The six Planck units comprising the gravitational constant fall into two categories. The first two units, 𝑙𝑃 / 𝑚𝑃 create the mass density operator from inputs of mass and radius (or distance). This simple operator quantifies the gravitational field using only the density of matter in a region of space.
The remaining units in the gravitational constant, 𝑐2, describe the mechanical properties of a second body. The mass density operator transforms 𝑐2 into the correct proportions of inertial mass and velocity potentials. These units can also be arranged into the unit dimensions of energy, force, and acceleration.
The mass density operator is dimensionless like other operators, but it requires observables in two unit dimensions–length and mass. The operator combines the ratios of Planck length to the distance 𝑟, and the ratio of a system’s mass to the Planck mass. The mass density operator requires both ratios to produce the intensive quantity of mass density.

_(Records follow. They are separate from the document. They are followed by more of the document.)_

use serde::{Deserialize, Serialize};

use crate::assembler::SpillAssembler;
use crate::beam::BeamTiming;
use crate::cursor::StreamCursor;
use crate::error::SpillError;
use crate::planner::{events_per_spill, SpillPlanner};
use crate::random::RandomSource;
use crate::remap::MappingTable;
use crate::sink::OutputSink;
use crate::source::{SourceStream, SourceTag};

#[derive(Debug, Clone)]
pub struct BuildConfig {
    pub beam_pot: f64,
    pub rock_pot: f64,
    pub spill_pot: f64,
    pub beam: BeamTiming,
}

impl BuildConfig {
    pub fn new(beam_pot: f64, rock_pot: f64, spill_pot: f64) -> Self {
        BuildConfig {
            beam_pot,
            rock_pot,
            spill_pot,
            beam: BeamTiming::default(),
        }
    }

    pub fn validate(&self) -> Result<(), SpillError> {
        let exposures = [
            ("beam POT", self.beam_pot),
            ("rock POT", self.rock_pot),
            ("spill POT", self.spill_pot),
        ];
        for (name, value) in exposures {
            if !value.is_finite() || value <= 0.0 {
                return Err(SpillError::Config(format!(
                    "{} must be finite and positive, got {}",
                    name, value
                )));
            }
        }
        Ok(())
    }
}

#[derive(Debug, Clone, PartialEq, Eq, Serialize, Deserialize)]
pub struct RunSummary {
    pub spills: u32,
    pub beam_events: usize,
    pub rock_events: usize,
    pub total_events: usize,
}

/// Run the whole merge: plan spills until either source would run dry, pull
/// and rewrite records spill by spill, and finalize the sink with the
/// completed mapping table.
///
/// A spill whose drawn counts exceed what either source still holds ends
/// the run; its counts are discarded and nothing partial is written. The
/// unread tail of each source is simply never emitted.
pub fn build_spills<A, B, O, R>(
    beam_source: A,
    rock_source: B,
    sink: &mut O,
    rng: &mut R,
    config: &BuildConfig,
) -> Result<RunSummary, SpillError>
where
    A: SourceStream,
    B: SourceStream,
    O: OutputSink,
    R: RandomSource,
{
    config.validate()?;
    if beam_source.count() == 0 {
        return Err(SpillError::Config("beam source contains no events".to_string()));
    }
    if rock_source.count() == 0 {
        return Err(SpillError::Config("rock source contains no events".to_string()));
    }

    let planner = SpillPlanner::new(
        events_per_spill(beam_source.count(), config.beam_pot, config.spill_pot),
        events_per_spill(rock_source.count(), config.rock_pot, config.spill_pot),
    );
    if !planner.mean_beam().is_finite() || !planner.mean_rock().is_finite() {
        return Err(SpillError::Config(format!(
            "events per spill must be finite, got {} beam and {} rock",
            planner.mean_beam(),
            planner.mean_rock()
        )));
    }
    let assembler = SpillAssembler::new(config.beam.clone());

    let mut beam_cursor = StreamCursor::new(beam_source, SourceTag::Beam);
    let mut rock_cursor = StreamCursor::new(rock_source, SourceTag::Rock);
    let mut mapping = MappingTable::new();

    let mut spill_number: u32 = 0;
    loop {
        let plan = planner.draw(rng);
        if !plan.fits(beam_cursor.remaining(), rock_cursor.remaining()) {
            break;
        }

        spill_number += 1;
        println!("[spillbuild] working on spill {}", spill_number);

        assembler.assemble(
            spill_number,
            plan,
            rng,
            &mut beam_cursor,
            &mut rock_cursor,
            &mut mapping,
            sink,
        )?;
    }

    sink.finalize(&mapping)?;

    Ok(RunSummary {
        spills: spill_number,
        beam_events: beam_cursor.consumed(),
        rock_events: rock_cursor.consumed(),
        total_events: beam_cursor.consumed() + rock_cursor.consumed(),
    })
}
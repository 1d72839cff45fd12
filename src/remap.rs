use std::collections::hash_map::Entry;

use rustc_hash::FxHashMap;

use crate::error::SpillError;
use crate::source::SourceTag;

/// Map a source-local identifier into the merged identifier space.
///
/// Beam identifiers pass through unchanged; rock identifiers map to
/// `-(id + 1)`, which sends the non-negative integers injectively onto the
/// strictly negative ones. The two spaces cannot collide as long as both
/// sources produce non-negative identifiers, which is a precondition on the
/// input streams, not something enforced here.
pub fn final_identifier(id: i64, tag: SourceTag) -> i64 {
    match tag {
        SourceTag::Beam => id,
        SourceTag::Rock => -(id + 1),
    }
}

/// Append-only record of which spill every merged event landed in, keyed by
/// final identifier. One table exists per run; a duplicate key means the
/// remapped identifier spaces collided and the run must abort.
#[derive(Debug, Default)]
pub struct MappingTable {
    entries: FxHashMap<i64, u32>,
}

impl MappingTable {
    pub fn new() -> Self {
        MappingTable::default()
    }

    pub fn register(&mut self, final_id: i64, spill_number: u32) -> Result<(), SpillError> {
        match self.entries.entry(final_id) {
            Entry::Occupied(_) => Err(SpillError::DuplicateIdentifier(final_id)),
            Entry::Vacant(slot) => {
                slot.insert(spill_number);
                Ok(())
            }
        }
    }

    pub fn spill_of(&self, final_id: i64) -> Option<u32> {
        self.entries.get(&final_id).copied()
    }

    pub fn len(&self) -> usize {
        self.entries.len()
    }

    pub fn is_empty(&self) -> bool {
        self.entries.is_empty()
    }

    /// Entries sorted by final identifier, for deterministic persistence.
    pub fn sorted_entries(&self) -> Vec<(i64, u32)> {
        let mut entries: Vec<(i64, u32)> = self.entries.iter().map(|(&k, &v)| (k, v)).collect();
        entries.sort_by_key(|&(id, _)| id);
        entries
    }
}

The New Foundation Model represents mass density in the length and mass unit dimensions. For a given quantity of mass 𝑀, there is a mass density equal to or less than the maximum mass density potential. A single vertical line across both unit dimensions signifies a black hole with mass 𝑀.


The mass-density operator in formulas
The signature characteristic of equations describing gravitational field potentials is a mass input in the numerator and a length input in the denominator. These two inputs create the mass density operator from Planck units embedded in the gravitational constant. The remaining inputs and Planck units are arranged to quantify different physical dynamics, as demonstrated by the gravitational constant and gravitational formulas.
Maximum potential
The maximum mass density potential produces an important physical constant in the ratio of Planck length to Planck mass. This potential is equal to 1 in natural units, and 7.43 x 10-28 mkg-1 in SI units.
The significance of this ratio is evident in the properties of black holes. Half the ratio of radius to mass is equal to 7.43 x 10-28 mkg-1 for black holes according to the Schwarzschild radius formula. A limit to the density of mass in a black hole suggests that black holes are not singularities and that a better description of black hole geometry is needed.